• Records for this task:

/---

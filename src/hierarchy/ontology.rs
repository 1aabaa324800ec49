//! Parent-level construction over a labeled vocabulary.
//!
//! Works level by level, like a RAPTOR tree build, except that the "summary"
//! of a cluster is the mean of its children's vectors:
//!
//! ```text
//! level 0: parents at depth 1 get mean vectors + mean weights
//!          |parents| < max_top_parents ? next level : cluster them (k = sqrt n)
//! level 1: parents at depth 2 ...
//! ...
//! finally: every top parent that still lacks a vector gets one
//! ```
//!
//! Parents at depth `max_ontology_depth` are never clustered further, so no
//! chain is longer than `max_ontology_depth` hops.

use crate::cluster::BatchClusterer;
use crate::config::OntologyConfig;
use crate::error::Result;
use crate::label::{Label, LabelSelector, SynonymMap};
use crate::stopwords::Stopwords;
use crate::store::VectorStore;
use crate::vocab::Vocabulary;
use tracing::{debug, info, warn};

/// Summary of one [`OntologyBuilder::build`] call.
#[derive(Debug, Clone, Default, PartialEq, Eq)]
pub struct OntologyStats {
    /// Parent labels that received a vector.
    pub materialized: usize,
    /// Levels whose parents were clustered into a new level.
    pub clustered_levels: usize,
    /// Children dropped back to leaves because they had no vector.
    pub recovered: usize,
}

/// Adds parent levels on top of first-level clusters.
#[derive(Debug, Clone)]
pub struct OntologyBuilder<'a> {
    config: &'a OntologyConfig,
    stopwords: &'a Stopwords,
    clusterer: BatchClusterer,
}

impl<'a> OntologyBuilder<'a> {
    /// Builder using the configured depth limit and parent threshold.
    pub fn new(config: &'a OntologyConfig, stopwords: &'a Stopwords) -> Self {
        Self {
            config,
            stopwords,
            clusterer: config.clusterer(),
        }
    }

    /// Extend `synonyms` with parent levels.
    ///
    /// New parent labels are registered in `vocab` and their vectors
    /// appended to `store`, keeping vocabulary and store indices aligned.
    pub fn build(
        &self,
        mut synonyms: SynonymMap,
        vocab: &mut Vocabulary,
        store: &mut VectorStore,
    ) -> Result<(SynonymMap, OntologyStats)> {
        let mut stats = OntologyStats::default();
        let max_depth = self.config.max_ontology_depth;

        for level in 0..max_depth {
            let depth = level + 1;
            let parents = synonyms.parents_at_depth(depth);
            if parents.is_empty() {
                continue;
            }
            for parent in &parents {
                self.materialize(parent, &mut synonyms, vocab, store, &mut stats)?;
            }

            let parents = synonyms.parents_at_depth(depth);
            if parents.len() < self.config.max_top_parents || depth >= max_depth {
                debug!(depth, parents = parents.len(), "level thin enough; not clustering");
                continue;
            }

            let k = ((parents.len() as f64).sqrt() as usize).max(2);
            let idxs: Vec<usize> = parents.iter().filter_map(|p| vocab.index_of(p)).collect();
            let groups = self.clusterer.partition(&store.gather(&idxs), k)?;
            let selector = LabelSelector::new(vocab, self.stopwords);
            let mut assigned = 0;
            for group in groups {
                let members: Vec<Label> = group
                    .iter()
                    .filter_map(|&pos| vocab.term(idxs[pos]).cloned())
                    .collect();
                assigned += selector.apply(&members, &mut synonyms);
            }
            stats.clustered_levels += 1;
            info!(depth, parents = parents.len(), k, assigned, "clustered ontology level");
        }

        for parent in synonyms.top_parents() {
            self.materialize(&parent, &mut synonyms, vocab, store, &mut stats)?;
        }
        Ok((synonyms, stats))
    }

    /// Give `parent` a vector and weight if it has none yet.
    fn materialize(
        &self,
        parent: &Label,
        synonyms: &mut SynonymMap,
        vocab: &mut Vocabulary,
        store: &mut VectorStore,
        stats: &mut OntologyStats,
    ) -> Result<()> {
        if vocab.index_of(parent).is_some() {
            return Ok(());
        }
        let children: Vec<Label> = synonyms
            .view()
            .children(parent)
            .map(<[Label]>::to_vec)
            .unwrap_or_default();

        let mut child_idxs = Vec::with_capacity(children.len());
        let mut weights = Vec::with_capacity(children.len());
        for child in &children {
            match vocab.index_of(child).filter(|&i| store.is_written(i)) {
                Some(i) => {
                    child_idxs.push(i);
                    if let Some(w) = vocab.weight(child) {
                        weights.push(w);
                    }
                }
                None => {
                    warn!(child = %child, parent = %parent, "child has no vector; treating as fresh leaf");
                    synonyms.remove(child);
                    stats.recovered += 1;
                }
            }
        }

        let Some(mean) = store.mean_of(&child_idxs) else {
            return Ok(());
        };
        // Grow first: a capacity failure must not leave a slotless term behind.
        store.grow_to(vocab.len() + 1)?;
        let idx = vocab.intern(parent);
        store.write(idx, &mean)?;
        if !weights.is_empty() {
            vocab.set_weight(parent, weights.iter().sum::<f64>() / weights.len() as f64);
        }
        stats.materialized += 1;
        Ok(())
    }
}

#[cfg(test)]
mod tests {
    use super::*;
    use crate::config::ClusterMode;

    fn setup(names: &[(&str, [f32; 2], f64)]) -> (Vocabulary, VectorStore) {
        let mut vocab = Vocabulary::new();
        let mut store = VectorStore::new(2);
        for (name, v, w) in names {
            vocab.observe(&Label::leaf(*name), *w);
            store.push(v).unwrap();
        }
        (vocab, store)
    }

    #[test]
    fn parent_vector_is_mean_of_children() {
        let (mut vocab, mut store) = setup(&[
            ("a", [1.0, 0.0], 2.0),
            ("b", [0.0, 1.0], 4.0),
            ("c", [1.0, 1.0], 6.0),
        ]);
        let root = Label::new("root", 1);
        let map: SynonymMap = ["a", "b", "c"]
            .iter()
            .map(|n| (Label::leaf(*n), root.clone()))
            .collect();

        let config = OntologyConfig::default();
        let sw = Stopwords::english();
        let (out, stats) = OntologyBuilder::new(&config, &sw)
            .build(map.clone(), &mut vocab, &mut store)
            .unwrap();

        assert_eq!(out, map);
        assert_eq!(stats.materialized, 1);
        assert_eq!(stats.clustered_levels, 0);
        let idx = vocab.index_of(&root).unwrap();
        assert_eq!(idx, 3);
        let v = store.get(idx).unwrap();
        assert!((v[0] - 2.0 / 3.0).abs() < 1e-6 && (v[1] - 2.0 / 3.0).abs() < 1e-6);
        assert_eq!(vocab.weight(&root), Some(4.0));
        assert!(out.parents_at_depth(2).is_empty());
    }

    #[test]
    fn crowded_level_is_clustered_one_level_up() {
        let mut rows = Vec::new();
        for i in 0..8 {
            let v = if i < 4 { [1.0, 0.05 * i as f32] } else { [0.05 * i as f32, 1.0] };
            rows.push((format!("w{i}"), v));
        }
        let mut vocab = Vocabulary::new();
        let mut store = VectorStore::new(2);
        let mut map = SynonymMap::new();
        for (i, (name, v)) in rows.iter().enumerate() {
            let leaf = Label::leaf(name.clone());
            vocab.observe(&leaf, 1.0);
            store.push(v).unwrap();
            // Pair leaves under one parent each: p0..p3.
            map.assign(leaf, Label::new(format!("p{}", i / 2), 1));
        }

        let config = OntologyConfig::new()
            .with_max_top_parents(4)
            .with_cluster_mode(ClusterMode::Exact);
        let sw = Stopwords::english();
        let (out, stats) = OntologyBuilder::new(&config, &sw)
            .build(map, &mut vocab, &mut store)
            .unwrap();

        assert_eq!(stats.clustered_levels, 1);
        assert!(!out.parents_at_depth(2).is_empty());
        for p in out.parents_at_depth(1) {
            assert_eq!(out.get(&p).map(Label::depth), Some(2));
        }
        assert_eq!(vocab.len(), store.len());
    }

    #[test]
    fn child_without_vector_becomes_leaf_again() {
        let (mut vocab, mut store) = setup(&[("a", [1.0, 0.0], 1.0), ("b", [0.0, 1.0], 1.0)]);
        vocab.observe(&Label::leaf("ghost"), 1.0);
        store.reserve(1).unwrap();
        let root = Label::new("a", 1);
        let map: SynonymMap = ["a", "b", "ghost"]
            .iter()
            .map(|n| (Label::leaf(*n), root.clone()))
            .collect();

        let config = OntologyConfig::default();
        let sw = Stopwords::english();
        let (out, stats) = OntologyBuilder::new(&config, &sw)
            .build(map, &mut vocab, &mut store)
            .unwrap();
        assert_eq!(stats.recovered, 1);
        assert!(!out.contains(&Label::leaf("ghost")));
        assert_eq!(out.len(), 2);
    }

    #[test]
    fn depth_limit_caps_chains() {
        let (mut vocab, mut store) = setup(&[("a", [1.0, 0.0], 1.0), ("b", [0.9, 0.1], 1.0)]);
        let map: SynonymMap = [
            (Label::leaf("a"), Label::new("a", 1)),
            (Label::leaf("b"), Label::new("b", 1)),
        ]
        .into_iter()
        .collect();
        let config = OntologyConfig::new()
            .with_max_top_parents(1)
            .with_max_ontology_depth(1);
        let sw = Stopwords::english();
        let (out, _) = OntologyBuilder::new(&config, &sw)
            .build(map, &mut vocab, &mut store)
            .unwrap();
        assert!(out.parents_at_depth(2).is_empty());
    }
}
//! Append-only, index-addressed vector store.
//!
//! Slots are reserved in term order and filled lazily; a slot is never
//! released or reassigned. The store is grown explicitly and refuses to grow
//! past its capacity instead of truncating, since a short store would shift
//! every later vector onto the wrong term.
//!
//! # File layout
//!
//! ```text
//! [header: 24 bytes] magic "CNVS" | version u32 | dim u64 | len u64  (little-endian)
//! [written: len bytes] 1 if the slot holds a vector, 0 if only reserved
//! [payload: len * dim f32, host byte order]
//! ```

use crate::error::{Error, Result};
use bytemuck::{Pod, Zeroable};
use std::fs::{self, File};
use std::io::{BufReader, BufWriter, Read, Write};
use std::ops::Range;
use std::path::{Path, PathBuf};
use tracing::debug;

const STORE_MAGIC: [u8; 4] = *b"CNVS";
const STORE_VERSION: u32 = 1;

#[repr(C)]
#[derive(Debug, Clone, Copy, Pod, Zeroable)]
struct StoreHeader {
    magic: [u8; 4],
    version: u32,
    dim: u64,
    len: u64,
}

/// Which stream a store file belongs to.
#[derive(Debug, Clone, Copy, PartialEq, Eq)]
pub enum StoreKind {
    /// Term and parent-label vectors.
    Words,
    /// Span vectors.
    Spans,
}

impl StoreKind {
    fn suffix(self) -> &'static str {
        match self {
            StoreKind::Words => "words",
            StoreKind::Spans => "spans",
        }
    }
}

/// Growable array of fixed-width `f32` vectors.
#[derive(Debug, Clone)]
pub struct VectorStore {
    dim: usize,
    data: Vec<f32>,
    written: Vec<bool>,
    capacity: Option<usize>,
    path: Option<PathBuf>,
}

impl VectorStore {
    /// In-memory store for `dim`-wide vectors.
    pub fn new(dim: usize) -> Self {
        Self {
            dim,
            data: Vec::new(),
            written: Vec::new(),
            capacity: None,
            path: None,
        }
    }

    /// Cap the number of slots.
    pub fn with_capacity_limit(mut self, capacity: Option<usize>) -> Self {
        self.capacity = capacity;
        self
    }

    /// Conventional file path: `{dir}/{project}.{embedder}_{words|spans}.vec`.
    pub fn path_for(dir: &Path, project: &str, embedder: &str, kind: StoreKind) -> PathBuf {
        dir.join(format!("{project}.{embedder}_{}.vec", kind.suffix()))
    }

    /// Open `path` if it exists, else start an empty store bound to it.
    pub fn open_or_create(path: &Path, dim: usize) -> Result<Self> {
        if path.exists() {
            let store = Self::open(path)?;
            if store.dim != dim {
                return Err(Error::DimensionMismatch {
                    expected: dim,
                    found: store.dim,
                });
            }
            Ok(store)
        } else {
            let mut store = Self::new(dim);
            store.path = Some(path.to_path_buf());
            Ok(store)
        }
    }

    /// Load a store written by [`save`](Self::save).
    ///
    /// The header's sizes are checked against the file length before
    /// anything is allocated.
    pub fn open(path: &Path) -> Result<Self> {
        let file = File::open(path)?;
        let file_len = file.metadata()?.len();
        let mut reader = BufReader::new(file);

        let mut header_bytes = [0u8; std::mem::size_of::<StoreHeader>()];
        reader.read_exact(&mut header_bytes)?;
        let header: StoreHeader = bytemuck::pod_read_unaligned(&header_bytes);
        if header.magic != STORE_MAGIC {
            return Err(Error::CorruptStore(format!(
                "bad magic in {}",
                path.display()
            )));
        }
        if u32::from_le(header.version) != STORE_VERSION {
            return Err(Error::CorruptStore(format!(
                "unsupported version {}",
                u32::from_le(header.version)
            )));
        }
        let dim = u64::from_le(header.dim);
        let len = u64::from_le(header.len);
        let expected = len
            .checked_mul(dim)
            .and_then(|n| n.checked_mul(std::mem::size_of::<f32>() as u64))
            .and_then(|n| n.checked_add(len))
            .and_then(|n| n.checked_add(header_bytes.len() as u64));
        if expected != Some(file_len) {
            return Err(Error::CorruptStore(format!(
                "header claims {len} x {dim} vectors but {} holds {file_len} bytes",
                path.display()
            )));
        }
        // Bounded by the file length checked above.
        let (dim, len) = (dim as usize, len as usize);

        let mut flags = vec![0u8; len];
        reader.read_exact(&mut flags)?;
        let mut data = vec![0.0f32; len * dim];
        reader.read_exact(bytemuck::cast_slice_mut(&mut data))?;

        debug!(path = %path.display(), dim, len, "opened vector store");
        Ok(Self {
            dim,
            data,
            written: flags.into_iter().map(|f| f != 0).collect(),
            capacity: None,
            path: Some(path.to_path_buf()),
        })
    }

    /// Write the store to `path` and bind it there.
    pub fn save(&mut self, path: &Path) -> Result<()> {
        if let Some(parent) = path.parent() {
            if !parent.as_os_str().is_empty() {
                fs::create_dir_all(parent)?;
            }
        }
        let tmp = path.with_extension("vec.tmp");
        {
            let mut writer = BufWriter::new(File::create(&tmp)?);
            let header = StoreHeader {
                magic: STORE_MAGIC,
                version: STORE_VERSION.to_le(),
                dim: (self.dim as u64).to_le(),
                len: (self.len() as u64).to_le(),
            };
            writer.write_all(bytemuck::bytes_of(&header))?;
            let flags: Vec<u8> = self.written.iter().map(|&w| u8::from(w)).collect();
            writer.write_all(&flags)?;
            writer.write_all(bytemuck::cast_slice(&self.data))?;
            writer.flush()?;
        }
        fs::rename(&tmp, path)?;
        self.path = Some(path.to_path_buf());
        Ok(())
    }

    /// Save to the bound path, if any.
    pub fn flush(&mut self) -> Result<()> {
        match self.path.clone() {
            Some(path) => self.save(&path),
            None => Ok(()),
        }
    }

    /// Vector width.
    pub fn dim(&self) -> usize {
        self.dim
    }

    /// Number of reserved slots.
    pub fn len(&self) -> usize {
        self.written.len()
    }

    /// True when no slot is reserved.
    pub fn is_empty(&self) -> bool {
        self.written.is_empty()
    }

    /// Reserve `n` more slots and return their index range.
    pub fn reserve(&mut self, n: usize) -> Result<Range<usize>> {
        let start = self.len();
        self.grow_to(start + n)?;
        Ok(start..start + n)
    }

    /// Grow to `len` slots; shrinking is a no-op.
    pub fn grow_to(&mut self, len: usize) -> Result<()> {
        if let Some(capacity) = self.capacity {
            if len > capacity {
                return Err(Error::CapacityExceeded {
                    requested: len,
                    capacity,
                });
            }
        }
        if len > self.len() {
            self.data.resize(len * self.dim, 0.0);
            self.written.resize(len, false);
        }
        Ok(())
    }

    /// Append a vector and return its index.
    pub fn push(&mut self, vector: &[f32]) -> Result<usize> {
        let idx = self.reserve(1)?.start;
        self.write(idx, vector)?;
        Ok(idx)
    }

    /// Fill a reserved slot.
    pub fn write(&mut self, idx: usize, vector: &[f32]) -> Result<()> {
        if idx >= self.len() {
            return Err(Error::UnreservedIndex {
                index: idx,
                len: self.len(),
            });
        }
        if vector.len() != self.dim {
            return Err(Error::DimensionMismatch {
                expected: self.dim,
                found: vector.len(),
            });
        }
        self.data[idx * self.dim..(idx + 1) * self.dim].copy_from_slice(vector);
        self.written[idx] = true;
        Ok(())
    }

    /// Fill several reserved slots.
    pub fn write_many(&mut self, idxs: &[usize], vectors: &[Vec<f32>]) -> Result<()> {
        if idxs.len() != vectors.len() {
            return Err(Error::DimensionMismatch {
                expected: idxs.len(),
                found: vectors.len(),
            });
        }
        for (&idx, v) in idxs.iter().zip(vectors) {
            self.write(idx, v)?;
        }
        Ok(())
    }

    /// Whether slot `idx` holds a vector.
    pub fn is_written(&self, idx: usize) -> bool {
        self.written.get(idx).copied().unwrap_or(false)
    }

    /// Vector at `idx`, if written.
    pub fn get(&self, idx: usize) -> Option<&[f32]> {
        if self.is_written(idx) {
            Some(&self.data[idx * self.dim..(idx + 1) * self.dim])
        } else {
            None
        }
    }

    /// Copy out the vectors at `idxs`; unwritten slots come back as zeros.
    pub fn gather(&self, idxs: &[usize]) -> Vec<Vec<f32>> {
        idxs.iter()
            .map(|&i| {
                self.get(i)
                    .map(<[f32]>::to_vec)
                    .unwrap_or_else(|| vec![0.0; self.dim])
            })
            .collect()
    }

    /// Element-wise mean of the written vectors among `idxs`.
    pub fn mean_of(&self, idxs: &[usize]) -> Option<Vec<f32>> {
        let mut sum = vec![0.0f32; self.dim];
        let mut n = 0usize;
        for v in idxs.iter().filter_map(|&i| self.get(i)) {
            for (s, x) in sum.iter_mut().zip(v) {
                *s += x;
            }
            n += 1;
        }
        if n == 0 {
            return None;
        }
        for s in &mut sum {
            *s /= n as f32;
        }
        Some(sum)
    }
}

#[cfg(test)]
mod tests {
    use super::*;

    #[test]
    fn reserve_then_fill_lazily() {
        let mut store = VectorStore::new(2);
        let range = store.reserve(3).unwrap();
        assert_eq!(range, 0..3);
        assert!(store.get(1).is_none());
        store.write(1, &[1.0, 2.0]).unwrap();
        assert_eq!(store.get(1), Some(&[1.0, 2.0][..]));
        assert_eq!(store.gather(&[0, 1]), vec![vec![0.0, 0.0], vec![1.0, 2.0]]);
    }

    #[test]
    fn capacity_is_fatal() {
        let mut store = VectorStore::new(2).with_capacity_limit(Some(2));
        store.push(&[0.0, 1.0]).unwrap();
        store.push(&[1.0, 0.0]).unwrap();
        assert!(matches!(
            store.push(&[1.0, 1.0]),
            Err(Error::CapacityExceeded {
                requested: 3,
                capacity: 2
            })
        ));
        assert_eq!(store.len(), 2);
    }

    #[test]
    fn unreserved_write_rejected() {
        let mut store = VectorStore::new(1);
        assert!(matches!(
            store.write(0, &[1.0]),
            Err(Error::UnreservedIndex { index: 0, len: 0 })
        ));
    }

    #[test]
    fn mean_skips_unwritten() {
        let mut store = VectorStore::new(2);
        store.reserve(3).unwrap();
        store.write(0, &[1.0, 0.0]).unwrap();
        store.write(2, &[3.0, 2.0]).unwrap();
        assert_eq!(store.mean_of(&[0, 1, 2]), Some(vec![2.0, 1.0]));
        assert_eq!(store.mean_of(&[1]), None);
    }

    #[test]
    fn file_round_trip() {
        let dir = tempfile::tempdir().unwrap();
        let path = VectorStore::path_for(dir.path(), "proj", "minilm", StoreKind::Words);
        assert!(path.ends_with("proj.minilm_words.vec"));

        let mut store = VectorStore::new(3);
        store.push(&[1.0, 2.0, 3.0]).unwrap();
        store.reserve(1).unwrap();
        store.save(&path).unwrap();

        let reopened = VectorStore::open_or_create(&path, 3).unwrap();
        assert_eq!(reopened.len(), 2);
        assert_eq!(reopened.get(0), Some(&[1.0, 2.0, 3.0][..]));
        assert!(!reopened.is_written(1));
    }

    #[test]
    fn dimension_change_on_reopen_is_rejected() {
        let dir = tempfile::tempdir().unwrap();
        let path = dir.path().join("x.vec");
        let mut store = VectorStore::new(2);
        store.push(&[0.5, 0.5]).unwrap();
        store.save(&path).unwrap();
        assert!(VectorStore::open_or_create(&path, 4).is_err());
    }

    #[test]
    fn oversized_header_is_corrupt() {
        let dir = tempfile::tempdir().unwrap();
        let path = dir.path().join("bad.vec");
        for (dim, len) in [(u64::MAX, 2u64), (1 << 40, 1 << 40), (2, 3)] {
            let header = StoreHeader {
                magic: STORE_MAGIC,
                version: STORE_VERSION.to_le(),
                dim: dim.to_le(),
                len: len.to_le(),
            };
            let mut bytes = bytemuck::bytes_of(&header).to_vec();
            bytes.extend_from_slice(&[1, 0, 1]);
            fs::write(&path, &bytes).unwrap();
            assert!(
                matches!(VectorStore::open(&path), Err(Error::CorruptStore(_))),
                "dim {dim} len {len}"
            );
        }
    }
}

\---

• What you should do:
Scan the lines above for "their", then copy every one that has it.

• Answer box:
    /// New parent labels are registered in `vocab` and their vectors
    /// Reserve `n` more slots and return their index range.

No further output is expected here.